Ellis was in charge of installing Gustav’s Stickley’s large 1903 Arts and Crafts exhibition for its Rochester showing at the Mechanics Institute, and soon moved to Syracuse to join the architecture department of Stickley's United Crafts organization. Ellis produced many illustrations for the new Craftsman Magazine, and elegant decorations for many of Stickley’s furniture designs. Two of his paintings also appeared as Craftsman frontispieces. The lighter and more delicate furniture shown in Ellis’s architectural illustrations, differed from Stickley’s more massive designs, but were soon incorporated into United Crafts production.  Ellis only worked with Stickley for seven months after moving to Syracuse, but his impact was profound.

​

Ellis died in Syracuse on January 2, 1904, three months after his fifty-first birthday. A convert to Roman Catholicism, he was buried in an unmarked grave in St. Agnes Cemetery in Syracuse. The Arts and Crafts Society of Central New York honored him in 1997 with a simple, dignified granite marker for his grave bearing his name, a Latin cross and the word “Architect.

​

Learn more about Ellis at Wikipedia https://en.wikipedia.org/wiki/Harvey_Ellis

Charles Estabrook (1879-1975)

Charles S. Estabrook was a prominent lawyer in Syracuse, New York and a patron of architect Ward Wellington Ward. He was the lawyer for Ward’s new in-laws, the Moyers and became a big support of the young architect.

 

He was born in Binghamton, educated in the public schools of Syracuse, and graduated from Cornell University in 1900 with a Bachelor of Law degree.  

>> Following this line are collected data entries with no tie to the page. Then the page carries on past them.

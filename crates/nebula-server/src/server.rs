//! `NebulaServer`: Axum HTTP + `WebSocket` server.

use std::net::SocketAddr;
use std::sync::Arc;
use std::time::Instant;

use axum::Router;
use axum::extract::State;
use axum::http::{StatusCode, header};
use axum::response::{IntoResponse, Json, Response};
use axum::routing::get;
use metrics_exporter_prometheus::PrometheusHandle;
use nebula_rpc::CommandRouter;
use parking_lot::Mutex;
use tokio::net::TcpListener;
use tokio::sync::Semaphore;
use tokio::task::JoinHandle;
use tower_http::trace::TraceLayer;
use tracing::{error, info};

use crate::config::ServerConfig;
use crate::errors::ServerError;
use crate::health::{self, HealthResponse};
use crate::shutdown::ShutdownCoordinator;
use crate::websocket::connection::ConnectionContext;
use crate::websocket::handler::ws_upgrade;
use crate::websocket::manager::SessionManager;

/// Shared state accessible from Axum handlers.
#[derive(Clone)]
pub struct AppState {
    /// Command router.
    pub router: Arc<CommandRouter>,
    /// Live sessions.
    pub sessions: Arc<SessionManager>,
    /// Shutdown coordinator.
    pub shutdown: Arc<ShutdownCoordinator>,
    /// Server configuration.
    pub config: Arc<ServerConfig>,
    /// One permit per allowed concurrent session.
    pub limiter: Arc<Semaphore>,
    /// When the server started.
    pub start_time: Instant,
    /// Prometheus handle for `/metrics`, if a recorder is attached.
    pub metrics: Option<PrometheusHandle>,
}

impl AppState {
    /// What a connection loop needs from this state.
    pub fn connection_context(&self) -> ConnectionContext {
        ConnectionContext {
            router: self.router.clone(),
            sessions: self.sessions.clone(),
            config: self.config.clone(),
            shutdown: self.shutdown.token(),
        }
    }
}

/// The NebulaLink server.
pub struct NebulaServer {
    config: Arc<ServerConfig>,
    router: Arc<CommandRouter>,
    sessions: Arc<SessionManager>,
    shutdown: Arc<ShutdownCoordinator>,
    limiter: Arc<Semaphore>,
    start_time: Instant,
    metrics_handle: Option<PrometheusHandle>,
    listen_state: Mutex<ListenState>,
}

/// Lifecycle of the listener, claimed under one lock so concurrent
/// `listen` calls cannot both bind.
#[derive(Clone, Copy, Debug)]
enum ListenState {
    Idle,
    Binding,
    Listening(SocketAddr),
}

impl NebulaServer {
    /// Create a new server.
    pub fn new(config: ServerConfig, router: CommandRouter) -> Self {
        let limiter = Arc::new(Semaphore::new(config.max_connections.max(1)));
        Self {
            config: Arc::new(config),
            router: Arc::new(router),
            sessions: Arc::new(SessionManager::new()),
            shutdown: Arc::new(ShutdownCoordinator::new()),
            limiter,
            start_time: Instant::now(),
            metrics_handle: None,
            listen_state: Mutex::new(ListenState::Idle),
        }
    }

    /// Serve `/metrics` from `handle`.
    #[must_use]
    pub fn with_metrics(mut self, handle: PrometheusHandle) -> Self {
        self.metrics_handle = Some(handle);
        self
    }

    /// Build the Axum router with all routes.
    pub fn router(&self) -> Router {
        let state = AppState {
            router: self.router.clone(),
            sessions: self.sessions.clone(),
            shutdown: self.shutdown.clone(),
            config: self.config.clone(),
            limiter: self.limiter.clone(),
            start_time: self.start_time,
            metrics: self.metrics_handle.clone(),
        };

        Router::new()
            .route("/health", get(health_handler))
            .route("/metrics", get(metrics_handler))
            .route("/ws", get(ws_upgrade))
            .layer(TraceLayer::new_for_http())
            .with_state(state)
    }

    /// Bind the listener and start accepting connections.
    ///
    /// Port `0` picks a free port; the bound address is returned along with
    /// the accept task's handle.
    pub async fn listen(&self) -> Result<(SocketAddr, JoinHandle<()>), ServerError> {
        {
            let mut state = self.listen_state.lock();
            match *state {
                ListenState::Idle => *state = ListenState::Binding,
                ListenState::Binding => return Err(ServerError::ListenInProgress),
                ListenState::Listening(addr) => return Err(ServerError::AlreadyListening(addr)),
            }
        }

        let (listener, addr) = match self.bind().await {
            Ok(bound) => bound,
            Err(e) => {
                *self.listen_state.lock() = ListenState::Idle;
                return Err(e);
            }
        };
        *self.listen_state.lock() = ListenState::Listening(addr);

        let app = self.router();
        let token = self.shutdown.token();
        let handle = tokio::spawn(async move {
            let result = axum::serve(listener, app)
                .with_graceful_shutdown(async move { token.cancelled().await })
                .await;
            if let Err(e) = result {
                error!(error = %e, "server error");
            }
        });

        info!(%addr, max_connections = self.config.max_connections, "listening");
        Ok((addr, handle))
    }

    async fn bind(&self) -> Result<(TcpListener, SocketAddr), ServerError> {
        let listener = TcpListener::bind((self.config.host.as_str(), self.config.port))
            .await
            .map_err(|source| ServerError::Bind {
                address: format!("{}:{}", self.config.host, self.config.port),
                source,
            })?;
        let addr = listener.local_addr().map_err(ServerError::LocalAddr)?;
        Ok((listener, addr))
    }

    /// Stop accepting, signal every session loop, and wait up to the
    /// configured grace period for them to finish.
    ///
    /// In-flight commands are never interrupted. Returns `true` if all
    /// sessions closed within the grace period.
    pub async fn stop(&self) -> bool {
        info!(sessions = self.sessions.count(), "stopping server");
        let drained = self
            .shutdown
            .graceful_shutdown(self.config.shutdown_grace())
            .await;
        info!(drained, remaining = self.sessions.count(), "server stopped");
        drained
    }

    /// Address bound by [`Self::listen`].
    pub fn local_addr(&self) -> Option<SocketAddr> {
        match *self.listen_state.lock() {
            ListenState::Listening(addr) => Some(addr),
            ListenState::Idle | ListenState::Binding => None,
        }
    }

    /// Get the session manager.
    pub fn sessions(&self) -> &Arc<SessionManager> {
        &self.sessions
    }

    /// Get the shutdown coordinator.
    pub fn shutdown(&self) -> &Arc<ShutdownCoordinator> {
        &self.shutdown
    }

    /// Get the server configuration.
    pub fn config(&self) -> &ServerConfig {
        &self.config
    }

    /// Get the command router.
    pub fn command_router(&self) -> &Arc<CommandRouter> {
        &self.router
    }
}

/// GET /health
async fn health_handler(State(state): State<AppState>) -> Json<HealthResponse> {
    Json(health::health_check(
        state.start_time,
        state.sessions.count(),
        state.shutdown.is_shutting_down(),
    ))
}

/// GET /metrics
async fn metrics_handler(State(state): State<AppState>) -> Response {
    match &state.metrics {
        Some(handle) => (
            [(header::CONTENT_TYPE, "text/plain; version=0.0.4")],
            handle.render(),
        )
            .into_response(),
        None => (StatusCode::NOT_FOUND, "metrics recorder not installed").into_response(),
    }
}

#[cfg(test)]
mod tests {
    use super::*;
    use axum::body::Body;
    use axum::http::Request;
    use nebula_rpc::RpcContext;
    use tower::ServiceExt;

    fn make_server(config: ServerConfig) -> NebulaServer {
        let router = CommandRouter::with_default_handlers(RpcContext::new(
            nebula_platform::simulated_providers(),
        ))
        .unwrap();
        NebulaServer::new(config, router)
    }

    async fn get(app: Router, uri: &str) -> (StatusCode, String) {
        let req = Request::builder().uri(uri).body(Body::empty()).unwrap();
        let resp = app.oneshot(req).await.unwrap();
        let status = resp.status();
        let body = axum::body::to_bytes(resp.into_body(), 100_000)
            .await
            .unwrap();
        (status, String::from_utf8(body.to_vec()).unwrap())
    }

    #[tokio::test]
    async fn health_endpoint_returns_ok() {
        let server = make_server(ServerConfig::default());
        let (status, body) = get(server.router(), "/health").await;
        assert_eq!(status, StatusCode::OK);
        let parsed: serde_json::Value = serde_json::from_str(&body).unwrap();
        assert_eq!(parsed["status"], "ok");
        assert_eq!(parsed["connections"], 0);
        assert!(parsed["uptime_secs"].is_number());
    }

    #[tokio::test]
    async fn health_reports_shutting_down() {
        let server = make_server(ServerConfig::default());
        server.shutdown().shutdown();
        let (_, body) = get(server.router(), "/health").await;
        let parsed: serde_json::Value = serde_json::from_str(&body).unwrap();
        assert_eq!(parsed["status"], "shutting_down");
    }

    #[tokio::test]
    async fn metrics_without_recorder_is_404() {
        let server = make_server(ServerConfig::default());
        let (status, _) = get(server.router(), "/metrics").await;
        assert_eq!(status, StatusCode::NOT_FOUND);
    }

    #[tokio::test]
    async fn metrics_with_recorder_renders() {
        let server = make_server(ServerConfig::default())
            .with_metrics(crate::metrics::detached_handle());
        let (status, _) = get(server.router(), "/metrics").await;
        assert_eq!(status, StatusCode::OK);
    }

    #[tokio::test]
    async fn ws_without_upgrade_headers_rejected() {
        let server = make_server(ServerConfig::default());
        let (status, _) = get(server.router(), "/ws").await;
        assert!(status.is_client_error());
    }

    #[tokio::test]
    async fn unknown_route_returns_404() {
        let server = make_server(ServerConfig::default());
        let (status, _) = get(server.router(), "/nonexistent").await;
        assert_eq!(status, StatusCode::NOT_FOUND);
    }

    #[tokio::test]
    async fn listen_binds_ephemeral_port() {
        let server = make_server(ServerConfig::default());
        let (addr, _handle) = server.listen().await.unwrap();
        assert_ne!(addr.port(), 0);
        assert_eq!(server.local_addr(), Some(addr));

        let err = server.listen().await.unwrap_err();
        assert!(matches!(err, ServerError::AlreadyListening(a) if a == addr));
        assert!(server.stop().await);
    }

    #[tokio::test]
    async fn listen_on_taken_port_fails() {
        let first = make_server(ServerConfig::default());
        let (addr, _handle) = first.listen().await.unwrap();

        let second = make_server(ServerConfig {
            port: addr.port(),
            ..ServerConfig::default()
        });
        let err = second.listen().await.unwrap_err();
        assert!(matches!(err, ServerError::Bind { .. }));
        assert_eq!(second.local_addr(), None);
        let _ = first.stop().await;
    }

    #[tokio::test]
    async fn concurrent_listen_binds_once() {
        let server = make_server(ServerConfig::default());
        let (a, b) = tokio::join!(server.listen(), server.listen());

        let (ok, err) = match (a, b) {
            (Ok(ok), Err(err)) | (Err(err), Ok(ok)) => (ok, err),
            (Ok(_), Ok(_)) => panic!("both listen calls bound"),
            (Err(a), Err(b)) => panic!("both listen calls failed: {a}, {b}"),
        };
        assert!(matches!(
            err,
            ServerError::ListenInProgress | ServerError::AlreadyListening(_)
        ));
        assert_eq!(server.local_addr(), Some(ok.0));
        assert!(server.stop().await);
    }

    #[tokio::test]
    async fn stop_with_no_sessions_is_immediate() {
        let server = make_server(ServerConfig::default());
        let (_, handle) = server.listen().await.unwrap();
        assert!(server.stop().await);
        assert!(server.shutdown().is_shutting_down());
        tokio::time::timeout(std::time::Duration::from_secs(5), handle)
            .await
            .unwrap()
            .unwrap();
    }
}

In 1909, when still a young man, Estabrook commissioned Ward to design a house at 819 Comstock Ave. in Syracuse for his (Estabrook’s) in-laws, Caroline and Theron Barnum. Theron Barnum was a salesman and then later building superintendent at the Syracuse Post-Standard, where HIS son was publisher. The design and detailing of the house show that at this early-stage Ward was still combining Colonial Revival details (gambrel roof and columnar porticoes) with Tudor Revival elements, especially the half-timbered and stucco exterior.  The house was listed on the National Register of Historic Places in 1997.

 

Ward subsequently designed an expansive mansion and auxiliary buildings for Charles Estabrook in 1922-23 in Fayetteville. The main house is a two-story, brick, stone, and half-timber Tudor Revival mansion topped by a prominent slate roof.  There is also a gardener's residence; combined garage, stables, and greenhouse building; formal garden; brick gateway; two small utility buildings; and the original curving drive. The complex was long listed on the National Register of Historic Places in 1996 and was known for many years as the Wellington House. In 2023 it was undergoing a complete restoration as the “Estabrook Conservancy” and will serve as a residence and bed and breakfast.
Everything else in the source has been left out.